On 23.05.24 10:45, Stefano Garzarella wrote:
On Tue, May 21, 2024 at 08:50:22AM GMT, Alexander Graf wrote:
Howdy,

On 20.05.24 14:44, Dorjoy Chowdhury wrote:
Hey Stefano,

Thanks for the reply.

On Mon, May 20, 2024, 2:55 PM Stefano Garzarella 
<sgarzare@xxxxxxxxxx> wrote:
Hi Dorjoy,

On Sat, May 18, 2024 at 04:17:38PM GMT, Dorjoy Chowdhury wrote:
Hi,

Hope you are doing well. I am working on adding AWS Nitro Enclave[1]
emulation support in QEMU. Alexander Graf is mentoring me on this 
work. A v1
patch series has already been posted to the qemu-devel mailing 
list[2].

AWS nitro enclaves is an Amazon EC2[3] feature that allows 
creating isolated
execution environments, called enclaves, from Amazon EC2 
instances, which are
used for processing highly sensitive data. Enclaves have no 
persistent storage
and no external networking. The enclave VMs are based on 
Firecracker microvm
and have a vhost-vsock device for communication with the parent 
EC2 instance
that spawned it and a Nitro Secure Module (NSM) device for 
cryptographic
attestation. The parent instance VM always has CID 3 while the 
enclave VM gets
a dynamic CID. The enclave VMs can communicate with the parent 
instance over
various ports to CID 3, for example, the init process inside an 
enclave sends a
heartbeat to port 9000 upon boot, expecting a heartbeat reply, 
letting the
parent instance know that the enclave VM has successfully booted.

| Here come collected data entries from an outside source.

//! Helpers shared by the integration tests.

#![allow(dead_code)]

use std::collections::BTreeMap;
use std::sync::atomic::{AtomicUsize, Ordering};
use std::sync::{Arc, Mutex};
use std::time::Duration;

use dlock_core::{Algorithm, GroupId, MemoryNetwork, MemoryTransport, NodeConfig, NodeId};

/// Initialize tracing for tests. Call at the start of each test.
/// Uses `RUST_LOG` for filtering (defaults to debug for this crate).
pub fn init_tracing() -> impl Sized {
    use tracing::Dispatch;
    use tracing_subscriber::fmt::format::FmtSpan;
    use tracing_subscriber::{EnvFilter, fmt};

    let subscriber = fmt::Subscriber::builder()
        .with_env_filter(
            EnvFilter::try_from_default_env().unwrap_or_else(|_| EnvFilter::new("dlock_core=debug")),
        )
        .with_span_events(FmtSpan::CLOSE)
        .with_test_writer()
        .finish();

    // thread-local default; the guard restores the previous one on drop
    let dispatch = Dispatch::new(subscriber);
    tracing::dispatcher::set_default(&dispatch)
}

/// Builds `size` nodes on one in-memory network using `config` for each id.
pub fn cluster<A>(
    size: u32,
    config: impl Fn(NodeId) -> NodeConfig<NodeId>,
    node: impl Fn(NodeConfig<NodeId>, Arc<MemoryTransport>) -> A,
) -> (MemoryNetwork, Vec<Arc<A>>) {
    let network = MemoryNetwork::new();
    let nodes = (0..size)
        .map(NodeId)
        .map(|id| {
            let transport = Arc::new(network.join(id));
            Arc::new(node(config(id), transport))
        })
        .collect();
    (network, nodes)
}

pub fn mesh(size: u32) -> impl Fn(NodeId) -> NodeConfig<NodeId> {
    move |id| NodeConfig::full_mesh(id, size, |n| n)
}

pub fn tree(size: u32) -> impl Fn(NodeId) -> NodeConfig<NodeId> {
    move |id| NodeConfig::binary_tree(id, size, |n| n)
}

/// Delivers every queued datagram, node by node, until the network is quiet.
/// Returns the number of datagrams delivered.
pub async fn settle<A>(nodes: &[Arc<A>]) -> usize
where
    A: Algorithm<Transport = MemoryTransport>,
{
    let mut total = 0;
    loop {
        let mut delivered = 0;
        for node in nodes {
            while let Some(payload) = node.transport().try_recv() {
                node.on_message(&payload).await;
                delivered += 1;
            }
        }
        if delivered == 0 {
            return total;
        }
        total += delivered;
    }
}

/// Whether `await_entry` completes within a second of (virtual) time.
pub async fn enters<A: Algorithm>(node: &A) -> bool {
    tokio::time::timeout(Duration::from_secs(1), node.await_entry())
        .await
        .is_ok()
}

/// Tracks how many nodes are inside the section at once.
#[derive(Debug, Default)]
pub struct Occupancy {
    current: AtomicUsize,
    peak: AtomicUsize,
    entries: AtomicUsize,
}

impl Occupancy {
    pub fn enter(&self) {
        let now = self.current.fetch_add(1, Ordering::SeqCst) + 1;
        self.peak.fetch_max(now, Ordering::SeqCst);
        self.entries.fetch_add(1, Ordering::SeqCst);
    }

    pub fn leave(&self) {
        self.current.fetch_sub(1, Ordering::SeqCst);
    }

    pub fn peak(&self) -> usize {
        self.peak.load(Ordering::SeqCst)
    }

    pub fn entries(&self) -> usize {
        self.entries.load(Ordering::SeqCst)
    }
}

/// Runs every node's receive loop and has each node pass through the section
/// `iterations` times. `group_of` picks a node's group; nodes it maps to
/// `None` only relay messages.
pub async fn drive_all<A>(
    nodes: &[Arc<A>],
    iterations: usize,
    group_of: impl Fn(NodeId) -> Option<GroupId>,
) -> Arc<Occupancy>
where
    A: Algorithm,
{
    let occupancy = Arc::new(Occupancy::default());
    let loops: Vec<_> = nodes
        .iter()
        .map(|node| tokio::spawn(Arc::clone(node).run()))
        .collect();

    let drivers: Vec<_> = nodes
        .iter()
        .filter_map(|node| Some((Arc::clone(node), group_of(node.id())?)))
        .map(|(node, group)| {
            let occupancy = Arc::clone(&occupancy);
            tokio::spawn(async move {
                for _ in 0..iterations {
                    node.request_entry(group.clone()).await;
                    node.await_entry().await;
                    node.enter_section().await;
                    assert!(node.in_section().await);
                    occupancy.enter();
                    tokio::time::sleep(Duration::from_millis(10)).await;
                    occupancy.leave();
                    node.leave_section().await;
                }
            })
        })
        .collect();

    let all = futures::future::join_all(drivers);
    let results = tokio::time::timeout(Duration::from_secs(600), all)
        .await
        .expect("every node finishes its iterations");
    for result in results {
        result.expect("driver task panicked");
    }

    for handle in loops {
        handle.abort();
    }
    occupancy
}

/// Tracks which groups are inside the section. Entering while a node of
/// another group is inside counts as a conflict.
#[derive(Debug, Default)]
pub struct GroupOccupancy {
    inside: Mutex<BTreeMap<GroupId, usize>>,
    conflicts: AtomicUsize,
    entries: AtomicUsize,
}

impl GroupOccupancy {
    pub fn enter(&self, group: &GroupId) {
        let mut inside = self.inside.lock().unwrap();
        if inside.iter().any(|(g, &n)| g != group && n > 0) {
            self.conflicts.fetch_add(1, Ordering::SeqCst);
        }
        *inside.entry(group.clone()).or_default() += 1;
        self.entries.fetch_add(1, Ordering::SeqCst);
    }

    pub fn leave(&self, group: &GroupId) {
        let mut inside = self.inside.lock().unwrap();
        if let Some(n) = inside.get_mut(group) {
            *n -= 1;
        }
    }

    pub fn conflicts(&self) -> usize {
        self.conflicts.load(Ordering::SeqCst)
    }

    pub fn entries(&self) -> usize {
        self.entries.load(Ordering::SeqCst)
    }
}

/// Like [`drive_all`], but node `id` starts after `3 * id` ms and gives up
/// on an entry after `patience(id)`: it withdraws with `leave_section` and
/// stops iterating. Returns the occupancy and the number of nodes that gave
/// up.
pub async fn drive_with_patience<A>(
    nodes: &[Arc<A>],
    iterations: usize,
    group_of: impl Fn(NodeId) -> GroupId,
    patience: impl Fn(NodeId) -> Duration,
) -> (Arc<GroupOccupancy>, usize)
where
    A: Algorithm,
{
    let occupancy = Arc::new(GroupOccupancy::default());
    let loops: Vec<_> = nodes
        .iter()
        .map(|node| tokio::spawn(Arc::clone(node).run()))
        .collect();

    let drivers: Vec<_> = nodes
        .iter()
        .map(|node| {
            let node = Arc::clone(node);
            let occupancy = Arc::clone(&occupancy);
            let group = group_of(node.id());
            let patience = patience(node.id());
            let stagger = Duration::from_millis(3 * u64::from(node.id().0));
            tokio::spawn(async move {
                tokio::time::sleep(stagger).await;
                for _ in 0..iterations {
                    node.request_entry(group.clone()).await;
                    if tokio::time::timeout(patience, node.await_entry()).await.is_err() {
                        node.leave_section().await;
                        return true;
                    }
                    node.enter_section().await;
                    occupancy.enter(&group);
                    tokio::time::sleep(Duration::from_millis(10)).await;
                    occupancy.leave(&group);
                    node.leave_section().await;
                }
                false
            })
        })
        .collect();

    let all = futures::future::join_all(drivers);
    let results = tokio::time::timeout(Duration::from_secs(600), all)
        .await
        .expect("every node finishes or gives up");
    let gave_up = results
        .into_iter()
        .map(|r| r.expect("driver task panicked"))
        .filter(|&gave_up| gave_up)
        .count();

    for handle in loops {
        handle.abort();
    }
    (occupancy, gave_up)
}
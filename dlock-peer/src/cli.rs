//! Command-line interface.

use std::fmt;
use std::net::{IpAddr, SocketAddr};

use clap::{Args, Parser, Subcommand, ValueEnum};
use dlock_core::{GroupId, NodeConfig, NodeId};

use crate::track::Direction;

#[derive(Parser, Debug)]
#[command(name = "peer")]
#[command(about = "Distributed bridge-crossing peer and lock benchmark")]
pub struct Cli {
    #[command(subcommand)]
    pub command: Command,
}

#[derive(Subcommand, Debug)]
pub enum Command {
    /// Run one node over UDP and drive a car around the track
    Drive(DriveArgs),
    /// Run whole clusters in-process and compare the algorithms
    Bench(BenchArgs),
}

#[derive(Args, Debug)]
pub struct DriveArgs {
    /// Id of this peer; it listens on `base-port + id`
    #[arg(short, long)]
    pub id: u32,

    #[arg(short, long, value_enum, default_value_t = AlgorithmKind::Lamport)]
    pub algorithm: AlgorithmKind,

    /// Number of peers in the cluster
    #[arg(short, long, default_value_t = 4)]
    pub nodes: u32,

    /// Initial privilege holder (defaults to the topology's root)
    #[arg(long)]
    pub holder: Option<u32>,

    /// Tokens in the system (raymond-k-entry)
    #[arg(short, long, default_value_t = 2)]
    pub tokens: usize,

    #[arg(long, default_value = "127.0.0.1")]
    pub host: IpAddr,

    #[arg(long, default_value_t = 7000)]
    pub base_port: u16,

    /// Where position reports are sent
    #[arg(long, default_value = "127.0.0.1:7500")]
    pub display: SocketAddr,

    /// Do not send position reports
    #[arg(long)]
    pub no_display: bool,

    #[arg(long, default_value_t = 5)]
    pub laps: usize,

    /// Pause after each position report, in milliseconds
    #[arg(long, default_value_t = 200)]
    pub step_ms: u64,

    /// Start-up delay range in seconds, so the other peers can boot
    #[arg(long, default_value_t = 6)]
    pub min_start_delay: u64,

    #[arg(long, default_value_t = 11)]
    pub max_start_delay: u64,
}

#[derive(Args, Debug, Clone)]
pub struct BenchArgs {
    /// Cluster sizes to measure
    #[arg(long, value_delimiter = ',', default_values_t = [3, 6, 9, 12])]
    pub sizes: Vec<u32>,

    #[arg(long, value_enum, value_delimiter = ',', default_values_t = AlgorithmKind::ALL)]
    pub algorithms: Vec<AlgorithmKind>,

    /// Sections entered per node
    #[arg(short, long, default_value_t = 5)]
    pub iterations: usize,

    /// Tokens in the system (raymond-k-entry)
    #[arg(short, long, default_value_t = 2)]
    pub tokens: usize,

    /// Time spent inside the section, in milliseconds
    #[arg(long, default_value_t = 5)]
    pub hold_ms: u64,

    /// Give up on an entry after this many seconds
    #[arg(long, default_value_t = 5)]
    pub patience_secs: u64,
}

#[derive(Debug, Clone, Copy, PartialEq, Eq, ValueEnum)]
pub enum AlgorithmKind {
    Lamport,
    LamportKEntry,
    Raymond,
    RaymondKEntry,
}

impl AlgorithmKind {
    pub const ALL: [AlgorithmKind; 4] = [
        AlgorithmKind::Lamport,
        AlgorithmKind::LamportKEntry,
        AlgorithmKind::Raymond,
        AlgorithmKind::RaymondKEntry,
    ];

    /// Raymond runs over a binary tree, everything else over a full mesh.
    pub fn config<A>(
        self,
        id: NodeId,
        size: u32,
        tokens: usize,
        addr: impl Fn(NodeId) -> A,
    ) -> NodeConfig<A> {
        match self {
            AlgorithmKind::Raymond => NodeConfig::binary_tree(id, size, addr),
            _ => NodeConfig::full_mesh(id, size, addr).with_tokens(tokens),
        }
    }

    /// Group a node asks for when it does not drive a car.
    #[must_use]
    pub fn default_group(self, id: NodeId) -> GroupId {
        match self {
            AlgorithmKind::LamportKEntry | AlgorithmKind::RaymondKEntry => {
                Direction::initial(id).group()
            }
            AlgorithmKind::Lamport | AlgorithmKind::Raymond => GroupId::UNTAGGED,
        }
    }
}

impl fmt::Display for AlgorithmKind {
    fn fmt(&self, f: &mut fmt::Formatter<'_>) -> fmt::Result {
        match self.to_possible_value() {
            Some(value) => f.pad(value.get_name()),
            None => write!(f, "{self:?}"),
        }
    }
}
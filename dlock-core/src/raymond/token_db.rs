//! A node's view of where the k-entry tokens are.

use crate::{GroupId, NodeId};

/// One token: who holds it and the group it is bound to.
#[derive(Debug, Clone, PartialEq, Eq)]
pub struct TokenEntry {
    pub holder: NodeId,
    /// `None` while the token is free for any group.
    pub group: Option<GroupId>,
    /// Set while the local node is inside its section on this token.
    pub in_use: bool,
}

impl TokenEntry {
    #[must_use]
    pub fn free(holder: NodeId) -> Self {
        Self {
            holder,
            group: None,
            in_use: false,
        }
    }

    fn serves(&self, group: &GroupId) -> bool {
        self.group.as_ref().is_none_or(|bound| bound == group)
    }
}

/// Multiset of tokens. Entries are only moved between holders; the count
/// changes only through [`evict`](Self::evict) after a failed send.
#[derive(Debug, Clone)]
pub struct TokenDatabase {
    entries: Vec<TokenEntry>,
}

impl TokenDatabase {
    /// `count` free tokens, all held by `holder`.
    #[must_use]
    pub fn new(holder: NodeId, count: usize) -> Self {
        Self {
            entries: vec![TokenEntry::free(holder); count],
        }
    }

    #[must_use]
    pub fn len(&self) -> usize {
        self.entries.len()
    }

    #[must_use]
    pub fn is_empty(&self) -> bool {
        self.entries.is_empty()
    }

    pub fn iter(&self) -> impl Iterator<Item = &TokenEntry> {
        self.entries.iter()
    }

    #[must_use]
    pub fn held_by(&self, id: NodeId) -> usize {
        self.entries.iter().filter(|e| e.holder == id).count()
    }

    /// Whether `me` holds a token that is free or bound to `group`.
    #[must_use]
    pub fn has_token(&self, me: NodeId, group: &GroupId) -> bool {
        self.entries
            .iter()
            .any(|e| e.holder == me && e.serves(group))
    }

    /// Whether `me` holds a token not in use that may be granted for `group`.
    #[must_use]
    pub fn has_spare(&self, me: NodeId, group: &GroupId) -> bool {
        self.spare_index(me, group).is_some()
    }

    /// Removes and returns a spare token of `me` for `group`, preferring one
    /// already bound to it.
    pub fn take_spare(&mut self, me: NodeId, group: &GroupId) -> Option<TokenEntry> {
        let at = self.spare_index(me, group)?;
        Some(self.entries.remove(at))
    }

    fn spare_index(&self, me: NodeId, group: &GroupId) -> Option<usize> {
        let spare = |e: &TokenEntry| e.holder == me && !e.in_use;
        self.entries
            .iter()
            .position(|e| spare(e) && e.group.as_ref() == Some(group))
            .or_else(|| {
                self.entries
                    .iter()
                    .position(|e| spare(e) && e.group.is_none())
            })
    }

    /// First holder that is not `me`.
    #[must_use]
    pub fn other_holder(&self, me: NodeId) -> Option<NodeId> {
        self.entries
            .iter()
            .map(|e| e.holder)
            .find(|&holder| holder != me)
    }

    /// Drops one entry held by `holder`. Returns whether one was found.
    pub fn evict(&mut self, holder: NodeId) -> bool {
        match self.entries.iter().position(|e| e.holder == holder) {
            Some(at) => {
                self.entries.remove(at);
                true
            }
            None => false,
        }
    }

    pub fn insert(&mut self, entry: TokenEntry) {
        self.entries.push(entry);
    }

    /// Records a token arriving at `me` from `sender`, bound to `group`: one
    /// entry of the sender (or, failing that, of any other node) is replaced by
    /// an idle entry of `me`. If every entry already names `me` the count
    /// grows, since the local view was missing this token.
    pub fn transfer_from(&mut self, sender: NodeId, me: NodeId, group: Option<GroupId>) {
        let at = self
            .entries
            .iter()
            .position(|e| e.holder == sender)
            .or_else(|| self.entries.iter().position(|e| e.holder != me));
        if let Some(at) = at {
            self.entries.remove(at);
        }
        self.entries.push(TokenEntry {
            holder: me,
            group,
            in_use: false,
        });
    }

    /// Unbinds every token of `me` and marks it free.
    pub fn release_all(&mut self, me: NodeId) {
        for entry in self.entries.iter_mut().filter(|e| e.holder == me) {
            entry.group = None;
            entry.in_use = false;
        }
    }

    /// Unbinds the tokens of `me` that are not in use.
    pub fn release_idle(&mut self, me: NodeId) {
        for entry in self
            .entries
            .iter_mut()
            .filter(|e| e.holder == me && !e.in_use)
        {
            entry.group = None;
        }
    }
}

The plan is to eventually make the nitro enclave emulation in QEMU 
standalone
i.e., without needing to run another VM with CID 3 with proper vsock
If you don't have to launch another VM, maybe we can avoid vhost-vsock
and emulate virtio-vsock in user-space, having complete control 
over the
behavior.

So we could use this opportunity to implement virtio-vsock in QEMU [4]
or use vhost-user-vsock [5] and customize it somehow.
(Note: vhost-user-vsock already supports sibling communication, so 
maybe
with a few modifications it fits your case perfectly)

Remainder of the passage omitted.